» **Stored records**
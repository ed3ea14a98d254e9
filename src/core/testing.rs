// SPDX-License-Identifier: Apache-2.0
// Copyright 2025 itsakeyfut
//
// Licensed under the Apache License, Version 2.0 (the "License");
// you may not use this file except in compliance with the License.
// You may obtain a copy of the License at
//
//     http://www.apache.org/licenses/LICENSE-2.0
//
// Unless required by applicable law or agreed to in writing, software
// distributed under the License is distributed on an "AS IS" BASIS,
// WITHOUT WARRANTIES OR CONDITIONS OF ANY KIND, either express or implied.
// See the License for the specific language governing permissions and
// limitations under the License.

//! Shared fixtures for device unit tests

use crate::core::memory::{AddressSpace, Device, DeviceId, MemoryRegion};
use crate::core::timing::{Cycle, EventAction, Scheduler};

/// Where the device under test is mapped
pub(crate) const DEVICE_BASE: u32 = 0x1F00_1000;

/// One device wired to an address space and a scheduler
pub(crate) struct DeviceBench {
    pub bus: AddressSpace,
    pub scheduler: Scheduler,
    pub id: DeviceId,
}

impl DeviceBench {
    /// Attach `device`, register its events and let it arm them
    ///
    /// Every interrupt line is unmasked.
    pub fn new(device: Box<dyn Device>, events: &[(&str, u32, Option<Cycle>)]) -> Self {
        let mut bus = AddressSpace::new();
        let mut scheduler = Scheduler::new();
        let id = bus.attach_device(device);
        bus.map(MemoryRegion::device("device", DEVICE_BASE, 0x1000, id))
            .unwrap();
        for &(name, tag, period) in events {
            scheduler.register_device_event(name, id, tag, period).unwrap();
        }
        bus.irq_mut().write_mask(0xFFFF);
        bus.start_devices();
        scheduler.apply_requests(bus.take_requests());
        Self { bus, scheduler, id }
    }

    pub fn read(&mut self, offset: u32) -> u32 {
        self.bus.set_now(self.scheduler.current_cycle());
        let value = self.bus.read32(DEVICE_BASE + offset);
        self.scheduler.apply_requests(self.bus.take_requests());
        value
    }

    pub fn write(&mut self, offset: u32, value: u32) {
        self.bus.set_now(self.scheduler.current_cycle());
        self.bus.write32(DEVICE_BASE + offset, value);
        self.scheduler.apply_requests(self.bus.take_requests());
    }

    pub fn advance_to(&mut self, cycle: Cycle) -> EventAction {
        self.scheduler.advance_to(cycle, &mut self.bus)
    }

    pub fn device<T: Device>(&self) -> &T {
        self.bus.device::<T>(self.id).unwrap()
    }

    pub fn device_mut<T: Device>(&mut self) -> &mut T {
        self.bus.device_mut::<T>(self.id).unwrap()
    }

    /// I_STAT bits
    pub fn irq_status(&self) -> u32 {
        self.bus.irq().read_status()
    }

    pub fn ack_irqs(&mut self) {
        self.bus.irq_mut().write_status(0xFFFF);
    }
}
impl Op {
    /// Cycle cost of the instruction
    ///
    /// Both execution strategies charge exactly this amount per instruction.
    pub fn cycles(&self) -> u32 {
        match self {
            Op::Load { .. } | Op::Lwc1 { .. } => 2,
            Op::MulDiv {
                op: MulDivOp::Mult | MulDivOp::Multu,
                ..
            } => 6,
            Op::MulDiv {
                op: MulDivOp::Div | MulDivOp::Divu,
                ..
            } => 36,
            Op::Fpu {
                op: FpuOp::Div | FpuOp::Sqrt,
                ..
            } => 12,
            Op::Fpu {
                op: FpuOp::Add | FpuOp::Sub | FpuOp::Mul | FpuOp::CvtSW | FpuOp::CvtWS,
                ..
            } => 2,
            _ => 1,
        }
    }

    /// Control transfer with a delay slot
    pub fn is_branch(&self) -> bool {
        matches!(
            self,
            Op::Branch { .. } | Op::Jump { .. } | Op::JumpReg { .. } | Op::Bc1 { .. }
        )
    }

    /// Writes guest memory
    pub fn is_store(&self) -> bool {
        matches!(self, Op::Store { .. } | Op::Swc1 { .. })
    }

    /// Result lands in a GPR only after the following instruction
    pub fn has_load_delay(&self) -> bool {
        matches!(
            self,
            Op::Load { .. } | Op::Mfc0 { .. } | Op::Mfc1 { .. } | Op::Cfc1 { .. }
        )
    }

    /// Changes privilege, translation or exception state
    ///
    /// The recompiler never places these inside a block; they always run
    /// through the interpreter path.
    pub fn needs_interpreter(&self) -> bool {
        matches!(
            self,
            Op::Syscall
                | Op::Break
                | Op::Mfc0 { .. }
                | Op::Mtc0 { .. }
                | Op::Rfe
                | Op::Tlbr
                | Op::Tlbwi
                | Op::Tlbwr
                | Op::Tlbp
                | Op::CopUnusable { .. }
                | Op::Reserved { .. }
        )
    }
}

impl fmt::Display for Op {
    fn fmt(&self, f: &mut fmt::Formatter<'_>) -> fmt::Result {
        match *self {
            Op::Alu { op, rd, rs, rt } => {
                write!(f, "{} ${}, ${}, ${}", format!("{:?}", op).to_lowercase(), rd, rs, rt)
            }
            Op::AluImm { op, rt, rs, imm } => write!(
                f,
                "{} ${}, ${}, 0x{:04X}",
                format!("{:?}", op).to_lowercase(),
                rt,
                rs,
                imm
            ),
            Op::Lui { rt, imm } => write!(f, "lui ${}, 0x{:04X}", rt, imm),
            Op::Shift { op, rd, rt, sa } => {
                if op == ShiftOp::Sll && rd == 0 && rt == 0 && sa == 0 {
                    return f.write_str("nop");
                }
                write!(f, "{} ${}, ${}, {}", format!("{:?}", op).to_lowercase(), rd, rt, sa)
            }
            Op::ShiftVar { op, rd, rt, rs } => {
                write!(f, "{}v ${}, ${}, ${}", format!("{:?}", op).to_lowercase(), rd, rt, rs)
            }
            Op::MulDiv { op, rs, rt } => {
                write!(f, "{} ${}, ${}", format!("{:?}", op).to_lowercase(), rs, rt)
            }
            Op::HiLo { op, reg } => write!(f, "{} ${}", format!("{:?}", op).to_lowercase(), reg),
            Op::Branch { cond, rs, rt, offset } => write!(
                f,
                "b{} ${}, ${}, {}",
                format!("{:?}", cond).to_lowercase(),
                rs,
                rt,
                offset
            ),
            Op::Jump { target, link } => {
                write!(f, "{} 0x{:07X}", if link { "jal" } else { "j" }, target << 2)
            }
            Op::JumpReg { rs, rd, link } => {
                if link {
                    write!(f, "jalr ${}, ${}", rd, rs)
                } else {
                    write!(f, "jr ${}", rs)
                }
            }
            Op::Load { op, rt, base, offset } => write!(
                f,
                "{} ${}, {}(${})",
                format!("{:?}", op).to_lowercase(),
                rt,
                offset,
                base
            ),
            Op::Store { op, rt, base, offset } => write!(
                f,
                "{} ${}, {}(${})",
                format!("{:?}", op).to_lowercase(),
                rt,
                offset,
                base
            ),
            Op::Syscall => f.write_str("syscall"),
            Op::Break => f.write_str("break"),
            Op::Mfc0 { rt, rd } => write!(f, "mfc0 ${}, $cop0_{}", rt, rd),
            Op::Mtc0 { rt, rd } => write!(f, "mtc0 ${}, $cop0_{}", rt, rd),
            Op::Rfe => f.write_str("rfe"),
            Op::Tlbr => f.write_str("tlbr"),
            Op::Tlbwi => f.write_str("tlbwi"),
            Op::Tlbwr => f.write_str("tlbwr"),
            Op::Tlbp => f.write_str("tlbp"),
            Op::Mfc1 { rt, fs } => write!(f, "mfc1 ${}, $f{}", rt, fs),
            Op::Mtc1 { rt, fs } => write!(f, "mtc1 ${}, $f{}", rt, fs),
            Op::Cfc1 { rt, fs } => write!(f, "cfc1 ${}, $fcr{}", rt, fs),
            Op::Ctc1 { rt, fs } => write!(f, "ctc1 ${}, $fcr{}", rt, fs),
            Op::Lwc1 { ft, base, offset } => write!(f, "lwc1 $f{}, {}(${})", ft, offset, base),
            Op::Swc1 { ft, base, offset } => write!(f, "swc1 $f{}, {}(${})", ft, offset, base),
            Op::Bc1 { on_true, offset } => {
                write!(f, "bc1{} {}", if on_true { "t" } else { "f" }, offset)
            }
            Op::Fpu { op, fd, fs, ft } => write!(
                f,
                "{}.s $f{}, $f{}, $f{}",
                format!("{:?}", op).to_lowercase(),
                fd,
                fs,
                ft
            ),
            Op::FpuCompare { cond, fs, ft } => write!(f, "c.{}.s $f{}, $f{}", cond, fs, ft),
            Op::CopUnusable { cop } => write!(f, "cop{}", cop),
            Op::Reserved { word } => write!(f, "illegal 0x{:08X}", word),
        }
    }
}
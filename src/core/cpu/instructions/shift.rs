// SPDX-License-Identifier: Apache-2.0
// Copyright 2025 itsakeyfut
//
// Licensed under the Apache License, Version 2.0 (the "License");
// you may not use this file except in compliance with the License.
// You may obtain a copy of the License at
//
//     http://www.apache.org/licenses/LICENSE-2.0
//
// Unless required by applicable law or agreed to in writing, software
// distributed under the License is distributed on an "AS IS" BASIS,
// WITHOUT WARRANTIES OR CONDITIONS OF ANY KIND, either express or implied.
// See the License for the specific language governing permissions and
// limitations under the License.

use super::super::decode::ShiftOp;
use super::super::CPU;

impl CPU {
    /// SLL, SRL, SRA and their variable forms
    ///
    /// `amount` is already reduced to 0-31.
    pub(super) fn op_shift(&mut self, op: ShiftOp, rd: u8, rt: u8, amount: u32) {
        let value = self.reg(rt);
        let result = match op {
            ShiftOp::Sll => value << amount,
            ShiftOp::Srl => value >> amount,
            // Arithmetic shift keeps the sign bit
            ShiftOp::Sra => ((value as i32) >> amount) as u32,
        };
        self.set_reg(rd, result);
    }
}
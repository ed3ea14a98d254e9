// SPDX-License-Identifier: Apache-2.0
// Copyright 2025 itsakeyfut
//
// Licensed under the Apache License, Version 2.0 (the "License");
// you may not use this file except in compliance with the License.
// You may obtain a copy of the License at
//
//     http://www.apache.org/licenses/LICENSE-2.0
//
// Unless required by applicable law or agreed to in writing, software
// distributed under the License is distributed on an "AS IS" BASIS,
// WITHOUT WARRANTIES OR CONDITIONS OF ANY KIND, either express or implied.
// See the License for the specific language governing permissions and
// limitations under the License.

use super::super::CPU;

impl CPU {
    // === Jump Instructions ===

    /// J, JAL
    ///
    /// The target keeps the top four bits of the delay slot address.
    pub(super) fn op_jump(&mut self, target: u32, link: bool) {
        let delay_slot = self.current_pc.wrapping_add(4);
        if link {
            self.set_reg(31, self.current_pc.wrapping_add(8));
        }
        self.next_pc = (delay_slot & 0xF000_0000) | (target << 2);
        self.branch_pending = true;
    }

    /// JR, JALR
    ///
    /// A misaligned target faults when it is fetched, not here.
    pub(super) fn op_jump_reg(&mut self, rs: u8, rd: u8, link: bool) {
        let target = self.reg(rs);
        if link {
            self.set_reg(rd, self.current_pc.wrapping_add(8));
        }
        self.next_pc = target;
        self.branch_pending = true;
    }
}
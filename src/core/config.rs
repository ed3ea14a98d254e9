// SPDX-License-Identifier: Apache-2.0
// Copyright 2025 itsakeyfut
//
// Licensed under the Apache License, Version 2.0 (the "License");
// you may not use this file except in compliance with the License.
// You may obtain a copy of the License at
//
//     http://www.apache.org/licenses/LICENSE-2.0
//
// Unless required by applicable law or agreed to in writing, software
// distributed under the License is distributed on an "AS IS" BASIS,
// WITHOUT WARRANTIES OR CONDITIONS OF ANY KIND, either express or implied.
// See the License for the specific language governing permissions and
// limitations under the License.

//! Machine configuration
//!
//! Configuration is plain data: it can be built in code, parsed from TOML, and
//! overridden from `VMCORE_*` environment variables. It is validated once, when
//! the machine is created.
//!
//! # Example
//!
//! ```
//! use vmcore::core::config::{ExecutorKind, MachineConfig, Platform};
//!
//! let config = MachineConfig::from_toml_str(
//!     r#"
//!     platform = "arcade"
//!     executor = "interpreter"
//!     yield_on_frame = true
//!     "#,
//! )
//! .unwrap();
//!
//! assert_eq!(config.platform, Platform::Arcade);
//! assert_eq!(config.executor, ExecutorKind::Interpreter);
//! assert_eq!(config.layout().ram_size, 32 * 1024 * 1024);
//! ```

use std::collections::BTreeMap;
use std::path::Path;

use serde::{Deserialize, Serialize};

use crate::core::error::{ConfigError, EmulatorError, Result};
use crate::core::timing::Cycle;

/// Fixed physical memory map
pub mod map {
    /// Main RAM, mirrored across its window
    pub const RAM_BASE: u32 = 0x0000_0000;
    pub const RAM_WINDOW: u32 = 0x0400_0000;

    pub const VRAM_BASE: u32 = 0x0400_0000;
    pub const VRAM_WINDOW: u32 = 0x0100_0000;

    pub const SOUND_RAM_BASE: u32 = 0x0800_0000;
    pub const SOUND_RAM_WINDOW: u32 = 0x0080_0000;

    /// Device register windows (4 KiB each)
    pub const IRQ_BASE: u32 = 0x1F00_0000;
    pub const TIMER_BASE: u32 = 0x1F00_1000;
    pub const VIDEO_BASE: u32 = 0x1F00_2000;
    pub const INPUT_BASE: u32 = 0x1F00_3000;
    pub const AUDIO_BASE: u32 = 0x1F00_4000;
    pub const DISC_BASE: u32 = 0x1F00_5000;
    pub const DEVICE_WINDOW: u32 = 0x1000;

    pub const FLASH_BASE: u32 = 0x1FA0_0000;
    pub const FLASH_WINDOW: u32 = 0x0002_0000;

    pub const BOOT_ROM_BASE: u32 = 0x1FC0_0000;
    pub const BOOT_ROM_WINDOW: u32 = 0x0020_0000;

    /// Virtual address the CPU starts at after reset (boot ROM through kseg1)
    pub const RESET_VECTOR: u32 = 0xBFC0_0000;
}

const KIB: u32 = 1024;
const MIB: u32 = 1024 * 1024;

/// Hardware variant
#[derive(Debug, Clone, Copy, PartialEq, Eq, Hash, Serialize, Deserialize, clap::ValueEnum)]
#[serde(rename_all = "kebab-case")]
pub enum Platform {
    /// Home console
    Console,
    /// Arcade board with doubled memory
    Arcade,
    /// Compact arcade board with a small boot ROM
    ArcadeCompact,
}

impl Platform {
    /// Region sizes of this variant
    pub fn layout(self) -> MemoryLayout {
        match self {
            Platform::Console => MemoryLayout {
                ram_size: 16 * MIB,
                vram_size: 8 * MIB,
                sound_ram_size: 2 * MIB,
                boot_rom_size: 2 * MIB,
                flash_size: 128 * KIB,
            },
            Platform::Arcade => MemoryLayout {
                ram_size: 32 * MIB,
                vram_size: 16 * MIB,
                sound_ram_size: 8 * MIB,
                boot_rom_size: 2 * MIB,
                flash_size: 32 * KIB,
            },
            Platform::ArcadeCompact => MemoryLayout {
                ram_size: 16 * MIB,
                vram_size: 8 * MIB,
                sound_ram_size: 8 * MIB,
                boot_rom_size: 128 * KIB,
                flash_size: 128 * KIB,
            },
        }
    }
}

/// Sizes of the memory-backed regions
#[derive(Debug, Clone, Copy, PartialEq, Eq, Serialize, Deserialize)]
pub struct MemoryLayout {
    pub ram_size: u32,
    pub vram_size: u32,
    pub sound_ram_size: u32,
    pub boot_rom_size: u32,
    pub flash_size: u32,
}

/// CPU execution strategy
#[derive(Debug, Clone, Copy, PartialEq, Eq, Hash, Serialize, Deserialize, clap::ValueEnum)]
#[serde(rename_all = "kebab-case")]
pub enum ExecutorKind {
    /// Fetch, decode and execute one instruction at a time
    Interpreter,
    /// Translate basic blocks once, compiling register-only runs to host code
    Recompiler,
}

/// Complete machine configuration
#[derive(Debug, Clone, PartialEq, Serialize, Deserialize)]
#[serde(default)]
pub struct MachineConfig {
    pub platform: Platform,

    /// Overrides the platform's region sizes
    pub memory: Option<MemoryLayout>,

    pub executor: ExecutorKind,

    /// Route kuseg/kseg2 through the TLB instead of the fixed mapping
    pub mmu_enabled: bool,

    /// CPU clock, used for pacing and reporting
    pub clock_hz: u64,

    /// Cycles between frame boundaries
    pub cycles_per_frame: Cycle,

    /// Stop the executor at every frame boundary
    pub yield_on_frame: bool,

    /// Cycles between audio FIFO drains
    pub audio_batch_cycles: Cycle,

    /// Delay between a disc read command and its completion
    pub disc_read_cycles: Cycle,

    /// Total decoded instructions the code cache may hold
    pub code_cache_capacity: usize,

    /// Upper bound on instructions per translated block
    pub max_block_instructions: usize,

    /// Per-title settings, keyed by title id (`[overrides.<id>]` in TOML)
    #[serde(skip_serializing_if = "BTreeMap::is_empty")]
    pub overrides: BTreeMap<String, TitleOverrides>,
}

/// Settings a title may override when it is loaded
///
/// Only settings that can change on a running machine are listed; region
/// sizes and timings are fixed when the machine is built.
#[derive(Debug, Clone, Default, PartialEq, Eq, Serialize, Deserialize)]
#[serde(default, deny_unknown_fields)]
pub struct TitleOverrides {
    pub executor: Option<ExecutorKind>,
    pub mmu_enabled: Option<bool>,
    pub yield_on_frame: Option<bool>,
    pub code_cache_capacity: Option<usize>,
    pub max_block_instructions: Option<usize>,
}

impl TitleOverrides {
    pub fn is_empty(&self) -> bool {
        *self == Self::default()
    }

    /// Write every set field into `config`
    pub fn apply_to(&self, config: &mut MachineConfig) {
        if let Some(executor) = self.executor {
            config.executor = executor;
        }
        if let Some(enabled) = self.mmu_enabled {
            config.mmu_enabled = enabled;
        }
        if let Some(enabled) = self.yield_on_frame {
            config.yield_on_frame = enabled;
        }
        if let Some(capacity) = self.code_cache_capacity {
            config.code_cache_capacity = capacity;
        }
        if let Some(limit) = self.max_block_instructions {
            config.max_block_instructions = limit;
        }
    }
}

impl Default for MachineConfig {
    fn default() -> Self {
        let clock_hz = 200_000_000;
        Self {
            platform: Platform::Console,
            memory: None,
            executor: ExecutorKind::Recompiler,
            mmu_enabled: false,
            clock_hz,
            cycles_per_frame: clock_hz / 60,
            yield_on_frame: false,
            audio_batch_cycles: clock_hz / 240,
            disc_read_cycles: clock_hz / 150,
            code_cache_capacity: 1 << 20,
            max_block_instructions: 64,
            overrides: BTreeMap::new(),
        }
    }
}

impl MachineConfig {
    /// Effective region sizes
    pub fn layout(&self) -> MemoryLayout {
        self.memory.unwrap_or_else(|| self.platform.layout())
    }

    /// Check the configuration for values the machine cannot run with
    pub fn validate(&self) -> std::result::Result<(), ConfigError> {
        if self.clock_hz == 0 {
            return Err(ConfigError::InvalidTiming("clock_hz must be non-zero".into()));
        }
        if self.cycles_per_frame == 0 {
            return Err(ConfigError::InvalidTiming(
                "cycles_per_frame must be non-zero".into(),
            ));
        }
        if self.audio_batch_cycles == 0 || self.disc_read_cycles == 0 {
            return Err(ConfigError::InvalidTiming(
                "device timings must be non-zero".into(),
            ));
        }
        if self.max_block_instructions == 0 {
            return Err(ConfigError::InvalidCodeCache(
                "max_block_instructions must be at least 1".into(),
            ));
        }
        if self.code_cache_capacity == 0 {
            return Err(ConfigError::InvalidCodeCache(
                "code_cache_capacity must be at least 1".into(),
            ));
        }

        let layout = self.layout();
        let regions = [
            ("ram", layout.ram_size, map::RAM_WINDOW),
            ("vram", layout.vram_size, map::VRAM_WINDOW),
            ("sound_ram", layout.sound_ram_size, map::SOUND_RAM_WINDOW),
            ("boot_rom", layout.boot_rom_size, map::BOOT_ROM_WINDOW),
            ("flash", layout.flash_size, map::FLASH_WINDOW),
        ];
        for (name, size, window) in regions {
            if !size.is_power_of_two() || size < crate::core::memory::PAGE_SIZE || size > window {
                return Err(ConfigError::InvalidRegionSize {
                    name: name.to_string(),
                    size,
                });
            }
        }
        Ok(())
    }

    /// Normalise a title id: trailing whitespace is dropped
    ///
    /// Returns `None` for an empty id.
    pub fn title_key(title: &str) -> Option<&str> {
        let key = title.trim_end();
        (!key.is_empty()).then_some(key)
    }

    /// The configuration for `title`: this one with its overrides applied
    pub fn for_title(&self, title: &str) -> MachineConfig {
        let mut config = self.clone();
        if let Some(overrides) = Self::title_key(title).and_then(|key| self.overrides.get(key)) {
            overrides.apply_to(&mut config);
        }
        config
    }

    /// Parse a TOML document; missing keys take their defaults
    pub fn from_toml_str(text: &str) -> Result<Self> {
        toml::from_str(text).map_err(|e| EmulatorError::ConfigParse(e.to_string()))
    }

    /// Read a TOML configuration file
    pub fn load(path: impl AsRef<Path>) -> Result<Self> {
        let text = std::fs::read_to_string(path.as_ref())?;
        let config = Self::from_toml_str(&text)?;
        log::info!("Loaded configuration from {}", path.as_ref().display());
        Ok(config)
    }

    /// Apply `VMCORE_*` environment overrides
    ///
    /// Recognised variables: `VMCORE_PLATFORM`, `VMCORE_EXECUTOR`,
    /// `VMCORE_MMU`, `VMCORE_YIELD_ON_FRAME`, `VMCORE_CYCLES_PER_FRAME`.
    pub fn apply_env_overrides(&mut self) -> Result<()> {
        self.apply_overrides(|key| std::env::var(key).ok())
    }

    fn apply_overrides(&mut self, lookup: impl Fn(&str) -> Option<String>) -> Result<()> {
        fn parse<T: std::str::FromStr>(key: &str, value: &str) -> Result<T> {
            value
                .trim()
                .parse()
                .map_err(|_| EmulatorError::ConfigParse(format!("{}={} is not valid", key, value)))
        }

        if let Some(value) = lookup("VMCORE_PLATFORM") {
            self.platform = <Platform as clap::ValueEnum>::from_str(value.trim(), true)
                .map_err(EmulatorError::ConfigParse)?;
        }
        if let Some(value) = lookup("VMCORE_EXECUTOR") {
            self.executor = <ExecutorKind as clap::ValueEnum>::from_str(value.trim(), true)
                .map_err(EmulatorError::ConfigParse)?;
        }
        if let Some(value) = lookup("VMCORE_MMU") {
            self.mmu_enabled = parse("VMCORE_MMU", &value)?;
        }
        if let Some(value) = lookup("VMCORE_YIELD_ON_FRAME") {
            self.yield_on_frame = parse("VMCORE_YIELD_ON_FRAME", &value)?;
        }
        if let Some(value) = lookup("VMCORE_CYCLES_PER_FRAME") {
            self.cycles_per_frame = parse("VMCORE_CYCLES_PER_FRAME", &value)?;
        }
        Ok(())
    }
}
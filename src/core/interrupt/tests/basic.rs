// SPDX-License-Identifier: Apache-2.0
// Copyright 2025 itsakeyfut
//
// Licensed under the Apache License, Version 2.0 (the "License");
// you may not use this file except in compliance with the License.
// You may obtain a copy of the License at
//
//     http://www.apache.org/licenses/LICENSE-2.0
//
// Unless required by applicable law or agreed to in writing, software
// distributed under the License is distributed on an "AS IS" BASIS,
// WITHOUT WARRANTIES OR CONDITIONS OF ANY KIND, either express or implied.
// See the License for the specific language governing permissions and
// limitations under the License.

//! Request and acknowledge behaviour

use super::super::*;

#[test]
fn test_interrupt_request() {
    let mut ic = InterruptController::new();

    ic.request(IrqLine::VBlank);
    assert_eq!(ic.status, IrqLine::VBlank.bit());
    assert_eq!(ic.read_status(), 1);
}

#[test]
fn test_multiple_interrupt_requests() {
    let mut ic = InterruptController::new();

    ic.request(IrqLine::VBlank);
    ic.request(IrqLine::Timer1);

    assert_eq!(ic.status, IrqLine::VBlank.bit() | IrqLine::Timer1.bit());
}

#[test]
fn test_write_one_acknowledges() {
    let mut ic = InterruptController::new();
    ic.request(IrqLine::Timer0);
    ic.request(IrqLine::Disc);

    ic.write_status(IrqLine::Timer0.bit() as u32);
    assert_eq!(ic.read_status(), IrqLine::Disc.bit() as u32);

    // Zero bits leave pending interrupts alone
    ic.write_status(0);
    assert_eq!(ic.read_status(), IrqLine::Disc.bit() as u32);
}

#[test]
fn test_register_offsets() {
    let mut ic = InterruptController::new();
    ic.write_register(I_MASK, 0x7F);
    ic.request(IrqLine::Input);

    assert_eq!(ic.read_register(I_MASK), 0x7F);
    assert_eq!(ic.read_register(I_STAT), 1 << 6);
    assert_eq!(ic.read_register(0x8), 0);
}

#[test]
fn test_state_round_trip() {
    let mut ic = InterruptController::new();
    ic.request(IrqLine::Audio);
    ic.write_mask(0x10);
    let state = ic.state();

    let mut other = InterruptController::new();
    other.restore(state);
    assert!(other.is_pending());
    assert_eq!(other.state(), state);
}

#[test]
fn test_timer_lines() {
    assert_eq!(IrqLine::timer(0), IrqLine::Timer0);
    assert_eq!(IrqLine::timer(1), IrqLine::Timer1);
    assert_eq!(IrqLine::timer(2), IrqLine::Timer2);
}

» **Exercise directions**
All lines in the records that contain "ValueEnum" are to be copied and returned.

» **Answer to the exercise**
#[derive(Debug, Clone, Copy, PartialEq, Eq, Hash, Serialize, Deserialize, clap::ValueEnum)]
#[derive(Debug, Clone, Copy, PartialEq, Eq, Hash, Serialize, Deserialize, clap::ValueEnum)]
            self.platform = <Platform as clap::ValueEnum>::from_str(value.trim(), true)
            self.executor = <ExecutorKind as clap::ValueEnum>::from_str(value.trim(), true)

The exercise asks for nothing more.